Proving the Exchange Can Access Reserves
To prevent an exchange from claiming the balances in arbitrary wallets as their reserve, we need to prove access. This can be done through a satoshi test or the generation of a custom transaction with invalid inputs.
Satoshi Test
The exchange announces a date in the future, an address, and an amount of money. If the transaction occurs, it shows spending control (or influence) over the wallet. It will generally be a small amount (like a satoshi), and the "to" address could also be one they own. Only the transaction fee is the cost for the exchange. This can be done once per wallet, with a repeat or requested modification to the payment anytime there is sufficient scepticism.
Custom Transactions
It's also possible to create a transaction which can prove ownership without enabling the spending of money, by leaving some of the inputs in the transaction invalid.

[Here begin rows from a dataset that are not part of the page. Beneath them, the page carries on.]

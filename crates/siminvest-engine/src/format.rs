//! Indonesian-locale number formatting for dashboard display
//!
//! Display simplification only, never unit conversion: the same threshold
//! boundaries apply across every view.

/// One miliar (billion) IDR: chart series divisor and "M" threshold
pub const BILLION: f64 = 1_000_000_000.0;

/// One triliun (trillion) IDR: "T" threshold
pub const TRILLION: f64 = 1_000_000_000_000.0;

/// Group an integer's digits with the id-ID thousands separator
fn group_digits(value: u64) -> String {
    let s = value.to_string();
    let mut result = String::new();
    for (i, c) in s.chars().rev().enumerate() {
        if i > 0 && i % 3 == 0 {
            result.insert(0, '.');
        }
        result.insert(0, c);
    }
    result
}

/// Short currency string: "Rp 1.00 T" at or above a trillion, "Rp 1.00 M"
/// at or above a billion, grouped digits below
pub fn format_idr_short(value: f64) -> String {
    if value >= TRILLION {
        format!("Rp {:.2} T", value / TRILLION)
    } else if value >= BILLION {
        format!("Rp {:.2} M", value / BILLION)
    } else {
        format!("Rp {}", group_digits(value.round() as u64))
    }
}

/// Full currency string with zero fraction digits
pub fn format_idr_full(value: f64) -> String {
    format!("Rp {}", group_digits(value.round() as u64))
}

/// Grouped-digit count string
pub fn format_count(value: u64) -> String {
    group_digits(value)
}

/// Format percentage
pub fn format_percent(value: f64, decimals: usize) -> String {
    format!("{:.prec$}%", value, prec = decimals)
}
use proptest::prelude::*;

use langexpr::expr::format::format_expr;
use langexpr::expr::lexer::tokenize;
use langexpr::expr::parser::parse;
use langexpr::{Engine, EngineError, Value};

/// Source text for arithmetic, comparison and logical expressions over
/// literals and the variable `x`.
fn expression() -> impl Strategy<Value = String> {
    let leaf = prop_oneof![
        (0u32..1000).prop_map(|n| n.to_string()),
        (0u32..100, 1u32..10).prop_map(|(a, b)| format!("{a}.{b}")),
        Just("x".to_string()),
        Just("'s'".to_string()),
        Just("true".to_string()),
    ];
    leaf.prop_recursive(4, 32, 3, |inner| {
        prop_oneof![
            (
                inner.clone(),
                prop::sample::select(vec![
                    "+", "-", "*", "/", "%", "^", "==", "!=", "<", ">", "<=", ">=", "and", "or",
                ]),
                inner.clone(),
            )
                .prop_map(|(a, op, b)| format!("{a} {op} {b}")),
            inner.clone().prop_map(|a| format!("({a})")),
            inner.clone().prop_map(|a| format!("-{a}")),
            inner.clone().prop_map(|a| format!("not {a}")),
            (inner.clone(), inner.clone(), inner)
                .prop_map(|(c, a, b)| format!("({c} ? {a} : {b})")),
        ]
    })
}

fn engine() -> Engine {
    let mut e = Engine::new();
    e.set_variable("x", 3).unwrap();
    e
}

/// Outcome with NaN made comparable and errors reduced to their message.
fn outcome(result: Result<Value, EngineError>) -> Result<String, String> {
    match result {
        Ok(Value::Float(f)) if f.is_nan() => Ok("NaN".to_string()),
        Ok(v) => Ok(format!("{}:{v}", v.type_name())),
        Err(e) => Err(e
            .eval_error()
            .map(ToString::to_string)
            .unwrap_or_else(|| e.to_string())),
    }
}

proptest! {
    /// Arbitrary input yields `Ok` or `Err`, never a panic.
    #[test]
    fn parser_does_not_panic(s in "\\PC*") {
        let _ = parse(&s);
    }

    /// Every token position lies within the source.
    #[test]
    fn token_positions_in_bounds(s in "[ -~]{0,64}") {
        if let Ok(tokens) = tokenize(&s) {
            prop_assert!(!tokens.is_empty());
            for t in &tokens {
                prop_assert!(t.position <= s.len());
            }
        }
    }

    /// Formatting then re-parsing preserves meaning.
    #[test]
    fn formatted_source_evaluates_the_same(src in expression(), pretty in any::<bool>()) {
        // `name < a > (b)` reads as a generic call; such sources may not parse.
        let Ok(tree) = parse(&src) else { return Ok(()) };
        let text = format_expr(&tree, pretty);
        let expected = outcome(engine().evaluate(&src));
        let actual = outcome(engine().evaluate(&text));
        prop_assert_eq!(expected, actual, "formatted as {:?}", text);
    }

    /// Formatting is a fixed point after one pass.
    #[test]
    fn formatting_is_stable(src in expression()) {
        let Ok(tree) = parse(&src) else { return Ok(()) };
        let once = format_expr(&tree, false);
        let twice = format_expr(&parse(&once).unwrap(), false);
        prop_assert_eq!(once, twice);
    }

    /// A variable with `n` uses reads exactly `n` times.
    #[test]
    fn use_budget_is_exact(n in 1i64..20) {
        let mut e = Engine::new();
        e.set_variable_uses("v", 1, n).unwrap();
        for _ in 0..n {
            prop_assert!(e.evaluate("v").is_ok());
        }
        prop_assert!(e.evaluate("v").unwrap_err().is_variable_error());
        prop_assert_eq!(e.peek_variable("v"), Some(Value::Int(1)));
    }
}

Experienced cryptographers will be able to validate the legitimacy of the transaction. In this case, the exchange would be able to keep the transaction fees. However, this method is much harder for people to validate as it requires specialized knowledge. This opens the possibility that the transaction might not be properly checked, and may not work to convince less technical users.
Note: Neither method proves that the exchange is the only one with access to the wallet. It's possible that the true owner of the wallet is someone else they have influence over, the wallet is shared, or the private key is already compromised. Wallet access should already be secured by methods such as air-gap, multi-sig, and/or controlling access to information.